Within the range mentioned by @neil_ferguson in S+T cttee:

Whole model is v.v.sensitive to inputs, so low confidence + wide ranges apply.

More deaths --> more infections
Higher IFR% --> fewer infs (don't need as many for same deaths)
Longer days to death --> more infs (more time to double)
Higher doubling rate --> more infs
I'm now using "Adjusted days to death".

Mean days to death still estimated at ~18.5.

However, given exponential growth of infections, a higher proportion of deaths to date were caused more recently than that average. Hence adjusted to ~13 days.

Thanks to @cheianov!
Gov data on "recovered" has been stuck at 135 for days now, but was about 2-3%.

arcgis.com/apps/opsdashbo…

Given "cases" are only the most serious (we ~only test in hospital) I've used higher recovery rate 5%.

Given exponentials, vast majority of those ever infected still are now
Counter-intuitively, the stronger your health services are in the early stages, the higher the number of infections must have been to generate the actual deaths to date.

Strong NHS means more days to death which gives infections more doubling periods since the infection point.
Also maybe counter-intuitively, the more deadly the disease is (infection fatality rate %), the fewer infections were needed 2-3 weeks ago to have generated the deaths you see today.

If it's less deadly, there must have been many more infections to drive the deaths.
If we were doing population sample testing (as promised here) gov.uk/government/new… we could observe the infection doubling rate.

As nothing has been published on this, I've used lagged death + confirmed case doubling rates over last 2-3 weeks as proxies.
This would imply total UK death toll of ~16k...

But only if IFR remains 0.9% + we see zero new infections.

Sadly, neither of the above are sound assumptions.

If our ICU capacity is overrun, the IFR% will spike hard.

New infections depends on hard #Lockdown + test/trace.
A wave is crashing over our ICUs.

We can't reduce the size of that wave because it's caused by infections from 2-5 weeks ago.
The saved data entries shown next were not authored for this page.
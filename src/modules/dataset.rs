//! Dataset module - `data-*` attributes from camelCase keys.

use std::rc::Rc;

use super::{data_of, same_data};
use crate::error::Result;
use crate::pipeline::{Module, Phases};
use crate::renderer::AttributeApi;
use crate::types::Dataset;
use crate::vnode::VNode;

#[derive(Debug, Default, Clone, Copy)]
pub struct DatasetModule;

impl<B: AttributeApi> Module<B> for DatasetModule {
    fn phases(&self) -> Phases {
        Phases::CREATE | Phases::UPDATE
    }

    fn create(&self, api: &Rc<B>, empty: &VNode<B>, vnode: &VNode<B>) -> Result<()> {
        update_dataset(api.as_ref(), empty, vnode)
    }

    fn update(&self, api: &Rc<B>, old: &VNode<B>, vnode: &VNode<B>) -> Result<()> {
        update_dataset(api.as_ref(), old, vnode)
    }
}

fn update_dataset<B: AttributeApi>(api: &B, old: &VNode<B>, vnode: &VNode<B>) -> Result<()> {
    let none = Dataset::new();
    let old_dataset = data_of(old).map_or(&none, |d| &d.dataset);
    let dataset = data_of(vnode).map_or(&none, |d| &d.dataset);
    if (old_dataset.is_empty() && dataset.is_empty()) || same_data(old, vnode) {
        return Ok(());
    }
    let elm = vnode.handle()?;

    // Empty values count as removed
    for key in old_dataset.keys() {
        if dataset.get(key).is_none_or(String::is_empty) {
            api.remove_attribute(elm, &attribute_name(key))?;
        }
    }
    for (key, value) in dataset {
        if old_dataset.get(key) != Some(value) && !value.is_empty() {
            api.set_attribute(elm, &attribute_name(key), value)?;
        }
    }
    Ok(())
}

/// `userId` → `data-user-id`.
fn attribute_name(key: &str) -> String {
    let mut name = String::with_capacity(key.len() + 8);
    name.push_str("data-");
    for c in key.chars() {
        if c.is_ascii_uppercase() {
            name.push('-');
        }
        name.push(c.to_ascii_lowercase());
    }
    name
}
//! Engine configuration.

/// Options fixed at engine construction.
///
/// ```ignore
/// let engine = Engine::with_config(backend, modules, Config {
///     check_duplicate_keys: true,
///     ..Default::default()
/// });
/// ```
#[derive(Debug, Clone, PartialEq, Eq)]
pub struct Config {
    /// Warn when a new sibling list repeats a key. Duplicate keys stay
    /// undefined behavior; this only reports them. Defaults to on in debug
    /// builds.
    pub check_duplicate_keys: bool,
}

impl Default for Config {
    fn default() -> Self {
        Self {
            check_duplicate_keys: cfg!(debug_assertions),
        }
    }
}
//! Keyed List Differ - reconciles two ordered sibling sequences.
//!
//! # Algorithm
//!
//! Four pointers converge over the old and new windows. Each step, first
//! match wins:
//!
//! 1. old start slot consumed → advance
//! 2. old end slot consumed → retreat
//! 3. same(old start, new start) → patch, advance both
//! 4. same(old end, new end) → patch, retreat both
//! 5. same(old start, new end) → patch, move after old end ("moved right")
//! 6. same(old end, new start) → patch, move before old start ("moved left")
//! 7. key lookup (map built once, lazily, over the remaining old window):
//!    - miss → create, insert before old start
//!    - hit with a different selector → create fresh
//!    - hit → patch, consume the old slot, move before old start
//!
//! When the old window runs out the rest of the new window is inserted;
//! when the new window runs out the rest of the old window is removed.
//!
//! Positional matches are tried before the key map even when a key match
//! exists: they need no move.
//!
//! New children are a plain `Vec`, so only old slots can be consumed.

use std::collections::{HashMap, HashSet};

use super::{Engine, InsertQueue};
use crate::error::Result;
use crate::renderer::Backend;
use crate::types::Key;
use crate::vnode::{VNode, same_node};

impl<B: Backend> Engine<B> {
    pub(crate) fn update_children(
        &self,
        parent: &B::Node,
        old_ch: &[VNode<B>],
        new_ch: &mut [VNode<B>],
        queue: &mut InsertQueue<B>,
    ) -> Result<()> {
        if self.config.check_duplicate_keys {
            warn_duplicate_keys(new_ch);
        }

        let api = &self.backend;
        let mut old: Vec<Option<&VNode<B>>> = old_ch.iter().map(Some).collect();
        let (mut old_start, mut old_end) = (0, old.len());
        let (mut new_start, mut new_end) = (0, new_ch.len());
        let mut key_map: Option<HashMap<&Key, usize>> = None;

        while old_start < old_end && new_start < new_end {
            let Some(old_start_node) = old[old_start] else {
                old_start += 1;
                continue;
            };
            let Some(old_end_node) = old[old_end - 1] else {
                old_end -= 1;
                continue;
            };

            if same_node(old_start_node, &new_ch[new_start]) {
                self.patch_vnode(old_start_node, &mut new_ch[new_start], queue)?;
                old_start += 1;
                new_start += 1;
            } else if same_node(old_end_node, &new_ch[new_end - 1]) {
                self.patch_vnode(old_end_node, &mut new_ch[new_end - 1], queue)?;
                old_end -= 1;
                new_end -= 1;
            } else if same_node(old_start_node, &new_ch[new_end - 1]) {
                // Moved right
                self.patch_vnode(old_start_node, &mut new_ch[new_end - 1], queue)?;
                let after = api.next_sibling(old_end_node.handle()?);
                api.insert_before(parent, old_start_node.handle()?, after.as_ref())?;
                old_start += 1;
                new_end -= 1;
            } else if same_node(old_end_node, &new_ch[new_start]) {
                // Moved left
                self.patch_vnode(old_end_node, &mut new_ch[new_start], queue)?;
                api.insert_before(parent, old_end_node.handle()?, Some(old_start_node.handle()?))?;
                old_end -= 1;
                new_start += 1;
            } else {
                let map = key_map.get_or_insert_with(|| {
                    tracing::trace!(window = old_end - old_start, "building key map");
                    key_to_old_index(&old, old_start, old_end)
                });

                // Consumed slots and slots outside the window are terminal
                let found = new_ch[new_start]
                    .key
                    .as_ref()
                    .and_then(|key| map.get(key).copied())
                    .filter(|index| (old_start..old_end).contains(index))
                    .and_then(|index| old[index].map(|node| (index, node)));

                let reference = old_start_node.handle()?;
                match found {
                    Some((index, to_move)) if to_move.sel == new_ch[new_start].sel => {
                        self.patch_vnode(to_move, &mut new_ch[new_start], queue)?;
                        old[index] = None;
                        api.insert_before(parent, to_move.handle()?, Some(reference))?;
                    }
                    _ => {
                        let elm = self.create_elm(&mut new_ch[new_start], queue)?;
                        api.insert_before(parent, &elm, Some(reference))?;
                    }
                }
                new_start += 1;
            }
        }

        if old_start >= old_end {
            if new_start < new_end {
                let before = new_ch.get(new_end).and_then(|node| node.elm.clone());
                self.add_vnodes(parent, before.as_ref(), &mut new_ch[new_start..new_end], queue)?;
            }
        } else if new_start >= new_end {
            self.remove_vnodes(parent, old[old_start..old_end].iter().flatten().copied())?;
        }

        Ok(())
    }
}

/// Key → index over `children[start..end]`; the last occurrence of a key wins.
fn key_to_old_index<'a, B: Backend>(children: &[Option<&'a VNode<B>>], start: usize, end: usize) -> HashMap<&'a Key, usize> {
    children[start..end]
        .iter()
        .enumerate()
        .filter_map(|(offset, slot)| {
            let node: &'a VNode<B> = (*slot)?;
            Some((node.key.as_ref()?, start + offset))
        })
        .collect()
}

fn warn_duplicate_keys<B: Backend>(children: &[VNode<B>]) {
    let mut seen = HashSet::new();
    for key in children.iter().filter_map(|child| child.key.as_ref()) {
        if !seen.insert(key) {
            tracing::warn!(%key, "duplicate key among siblings; reconciliation of this list is undefined");
        }
    }
}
We can improve our readiness by scaling ICUs + protecting NHS staff.

We can stop the wave getting bigger + longer by hard #Lockdown + test/trace.
A less pessimistic view? If #Lockdown has already helped slow infection doubling over last 3 weeks to every 4 days, takes # infections down to ~1m.

Still projects 10k death toll assuming ICUs not over-run and zero new infections from today.

Neither are sensible assumptions.
It's tempting to think... "There's 1019 deaths and #Covid19 kills about 1 in 100, so there must be ~113k infections".

The problem is you're nearly right. But those ~113k infections were 2-3 weeks ago. That's how long it takes to kill.

They've been doubling every 3-4 days since.
This isn't the best way of estimating % infected!

It's waiting for people to die, assuming fatality rate to judge how many infections drove those deaths, then using doubling rates to judge infections today.

A better way? Population sample testing!

Why is estimating # infected more important than just tested "cases"?

1⃣ Infected people are doing more infecting. The "cases" are mostly in hospital or dead.

2⃣ If you know # infected and # deaths you can assess how deadly this thing really is (IFR%, not just "case" fatality)
3⃣ Telling public % infected helps us comply with hard #Lockdown.

BJ's speech should have started:

"There are infected people in every train, in every shop, in every park, in every tube... you might even be one of them... please take what I am about to say very seriously..."
Instead, we continue to talk about the ~17k "confirmed cases".

These are just the tip of a very large, deadly iceberg.
If we'd started estimating % infected curves from day one (ideally via. pop. sample testing), we might have acted more quickly.

We might also have seen better compliance with our eventual #Lockdown.